**TASK ITEM**
Exact reproduction required: the lines below from the line with "an empty context." to the line with "let mut retried: Option<Decision<T, E>>", both ends included, and no others.

....

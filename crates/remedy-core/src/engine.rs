//! Execution engine: runs a protected block under a handler.
//!
//! The loop per call:
//! 1. run the block; `Ok` returns (after a retry-success notification if the
//!    previous attempt was retried)
//! 2. an error the handler does not match is returned unchanged
//! 3. a matched error becomes a fresh [`Decision`] handed to the handler
//! 4. `Continue` returns the value, `Raise` returns the error, `Retry` goes
//!    back to 1, no action is a contract violation
//!
//! Retries are unbounded. Handlers bound them themselves, via
//! [`Decision::attempt`] or a counter kept in the [`Context`].

use std::fmt;

use tracing::{debug, trace, warn};

use crate::context::Context;
use crate::decision::{Action, Decision, Verdict};
use crate::error::ExecuteError;
use crate::handler::Handler;

/// Run `block` under `handler` with an empty context.
pub fn execute<T, E, H, F>(handler: &H, block: F) -> Result<T, ExecuteError<E>>
where
    H: Handler<T, E> + ?Sized,
    F: FnMut() -> Result<T, E>,
    E: fmt::Debug,
{
    execute_with(handler, Context::new(), block)
}

/// Run `block` under `handler`, handing `context` to every decision.
///
/// The context is shared by all attempts of this call, so whatever a handler
/// writes into it is visible when the next failure is handled.
pub fn execute_with<T, E, H, F>(
    handler: &H,
    context: Context,
    mut block: F,
) -> Result<T, ExecuteError<E>>
where
    H: Handler<T, E> + ?Sized,
    F: FnMut() -> Result<T, E>,
    E: fmt::Debug,
{
    let mut idle_context = context;
    let mut retried: Option<Decision<T, E>> = None;
    let mut attempt: u32 = 1;

    loop {
        let error = match block() {
            Ok(value) => {
                if let Some(prior) = retried.as_ref() {
                    debug!(
                        handler = handler.name(),
                        attempt,
                        "protected block succeeded after retry"
                    );
                    handler.report_retry_success(prior);
                }
                return Ok(value);
            }
            Err(error) => error,
        };

        if !handler.matches(&error) {
            trace!(handler = handler.name(), ?error, "error not matched, propagating");
            return Err(ExecuteError::Raised(error));
        }

        // the previous decision (if any) holds the context; take it back
        let context = match retried.take() {
            Some(prior) => prior.into_context(),
            None => std::mem::take(&mut idle_context),
        };

        debug!(handler = handler.name(), attempt, ?error, "handling error");
        let mut decision = Decision::new(error, context, attempt);
        handler.handle(&mut decision);

        if decision.action() == Some(Action::Retry) {
            debug!(
                handler = handler.name(),
                decided_by = decision.decided_by(),
                attempt,
                "retrying protected block"
            );
            attempt = attempt.saturating_add(1);
            retried = Some(decision);
            continue;
        }

        let (error, _context, verdict) = decision.into_parts();
        return match verdict {
            Some(Verdict::Continue(value)) => Ok(value),
            Some(Verdict::Raise(substitute)) => {
                Err(ExecuteError::Raised(substitute.unwrap_or(error)))
            }
            _ => {
                warn!(
                    handler = handler.name(),
                    attempt,
                    ?error,
                    "handler did not decide an action"
                );
                Err(ExecuteError::InvalidHandlerResponse { cause: error })
            }
        };
    }
}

....

**SOLUTION FOR THIS EXERCISE**
/// Run `block` under `handler` with an empty context.
pub fn execute<T, E, H, F>(handler: &H, block: F) -> Result<T, ExecuteError<E>>
where
    H: Handler<T, E> + ?Sized,
    F: FnMut() -> Result<T, E>,
    E: fmt::Debug,
{
    execute_with(handler, Context::new(), block)
}

/// Run `block` under `handler`, handing `context` to every decision.
///
/// The context is shared by all attempts of this call, so whatever a handler
/// writes into it is visible when the next failure is handled.
pub fn execute_with<T, E, H, F>(
    handler: &H,
    context: Context,
    mut block: F,
) -> Result<T, ExecuteError<E>>
where
    H: Handler<T, E> + ?Sized,
    F: FnMut() -> Result<T, E>,
    E: fmt::Debug,
{
    let mut idle_context = context;
    let mut retried: Option<Decision<T, E>> = None;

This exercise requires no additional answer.